*** Opening SUPPLIED MATERIAL ***

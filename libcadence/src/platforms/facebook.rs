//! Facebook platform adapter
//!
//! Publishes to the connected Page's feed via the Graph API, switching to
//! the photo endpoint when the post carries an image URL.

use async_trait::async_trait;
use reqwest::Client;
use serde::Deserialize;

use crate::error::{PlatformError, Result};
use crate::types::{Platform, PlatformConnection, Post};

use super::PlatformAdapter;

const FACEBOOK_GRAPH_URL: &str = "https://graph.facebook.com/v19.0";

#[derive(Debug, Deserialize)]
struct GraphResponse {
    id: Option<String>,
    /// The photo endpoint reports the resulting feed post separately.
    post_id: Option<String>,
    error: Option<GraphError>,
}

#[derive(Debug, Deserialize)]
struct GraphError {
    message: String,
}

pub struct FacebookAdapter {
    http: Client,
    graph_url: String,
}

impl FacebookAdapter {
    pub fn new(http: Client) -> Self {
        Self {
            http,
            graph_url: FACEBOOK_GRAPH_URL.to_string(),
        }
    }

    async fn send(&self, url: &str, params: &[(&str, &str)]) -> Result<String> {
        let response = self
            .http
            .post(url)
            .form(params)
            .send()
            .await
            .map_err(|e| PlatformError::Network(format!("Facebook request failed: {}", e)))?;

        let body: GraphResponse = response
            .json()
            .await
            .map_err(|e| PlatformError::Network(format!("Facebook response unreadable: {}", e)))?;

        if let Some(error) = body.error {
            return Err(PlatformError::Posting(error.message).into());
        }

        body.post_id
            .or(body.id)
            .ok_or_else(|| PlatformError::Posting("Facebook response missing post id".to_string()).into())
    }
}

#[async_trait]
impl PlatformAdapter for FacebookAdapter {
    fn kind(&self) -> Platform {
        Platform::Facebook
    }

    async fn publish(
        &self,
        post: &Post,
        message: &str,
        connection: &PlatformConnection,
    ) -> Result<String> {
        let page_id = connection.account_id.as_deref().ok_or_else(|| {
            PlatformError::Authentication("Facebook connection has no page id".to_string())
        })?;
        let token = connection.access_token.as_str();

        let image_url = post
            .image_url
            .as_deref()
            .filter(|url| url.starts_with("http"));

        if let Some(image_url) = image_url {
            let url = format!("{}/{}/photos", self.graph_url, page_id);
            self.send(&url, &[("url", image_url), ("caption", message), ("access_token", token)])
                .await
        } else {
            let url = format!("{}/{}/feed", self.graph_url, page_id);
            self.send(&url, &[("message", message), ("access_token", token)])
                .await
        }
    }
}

*** Closing SUPPLIED MATERIAL ***
*** Opening SUPPLIED MATERIAL ***

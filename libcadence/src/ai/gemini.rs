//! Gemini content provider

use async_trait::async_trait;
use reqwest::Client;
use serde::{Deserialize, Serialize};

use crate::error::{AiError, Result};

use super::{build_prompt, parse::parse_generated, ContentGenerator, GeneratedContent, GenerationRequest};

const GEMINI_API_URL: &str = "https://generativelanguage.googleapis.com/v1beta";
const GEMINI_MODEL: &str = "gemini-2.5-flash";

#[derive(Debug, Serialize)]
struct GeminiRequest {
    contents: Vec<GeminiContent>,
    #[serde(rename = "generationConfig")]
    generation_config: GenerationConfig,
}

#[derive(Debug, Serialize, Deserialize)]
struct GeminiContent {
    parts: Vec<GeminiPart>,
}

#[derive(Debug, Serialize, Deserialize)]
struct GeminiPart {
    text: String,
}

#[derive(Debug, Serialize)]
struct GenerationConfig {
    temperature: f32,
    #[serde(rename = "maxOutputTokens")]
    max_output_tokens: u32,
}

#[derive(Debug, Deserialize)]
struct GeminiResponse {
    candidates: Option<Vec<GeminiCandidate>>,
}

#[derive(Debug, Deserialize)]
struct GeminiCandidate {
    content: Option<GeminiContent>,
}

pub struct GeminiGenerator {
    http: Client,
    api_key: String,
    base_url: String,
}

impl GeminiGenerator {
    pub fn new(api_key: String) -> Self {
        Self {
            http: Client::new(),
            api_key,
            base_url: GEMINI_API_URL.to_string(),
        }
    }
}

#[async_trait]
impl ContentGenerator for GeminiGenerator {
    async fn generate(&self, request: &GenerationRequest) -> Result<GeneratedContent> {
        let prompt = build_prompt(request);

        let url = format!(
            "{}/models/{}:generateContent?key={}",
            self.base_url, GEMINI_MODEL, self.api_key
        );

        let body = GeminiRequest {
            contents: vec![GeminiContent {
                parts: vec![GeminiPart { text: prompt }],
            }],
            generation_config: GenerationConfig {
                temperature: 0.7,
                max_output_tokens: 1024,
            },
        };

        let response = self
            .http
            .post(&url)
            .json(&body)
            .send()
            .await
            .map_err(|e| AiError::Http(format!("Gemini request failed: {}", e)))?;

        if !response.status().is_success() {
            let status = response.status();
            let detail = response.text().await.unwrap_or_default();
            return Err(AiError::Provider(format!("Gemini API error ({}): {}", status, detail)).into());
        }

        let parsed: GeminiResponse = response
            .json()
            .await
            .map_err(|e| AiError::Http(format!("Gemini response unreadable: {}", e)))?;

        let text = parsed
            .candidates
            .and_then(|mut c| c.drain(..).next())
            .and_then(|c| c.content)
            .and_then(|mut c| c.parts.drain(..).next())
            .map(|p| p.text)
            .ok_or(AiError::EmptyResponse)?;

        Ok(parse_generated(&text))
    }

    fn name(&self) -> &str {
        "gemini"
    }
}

*** Closing SUPPLIED MATERIAL ***

YOUR OBJECTIVE: Among the records, find all lines that include the string "feed" and return them.

SOLUTION TO THIS EXERCISE:
//! Publishes to the connected Page's feed via the Graph API, switching to
    /// The photo endpoint reports the resulting feed post separately.
            let url = format!("{}/{}/feed", self.graph_url, page_id);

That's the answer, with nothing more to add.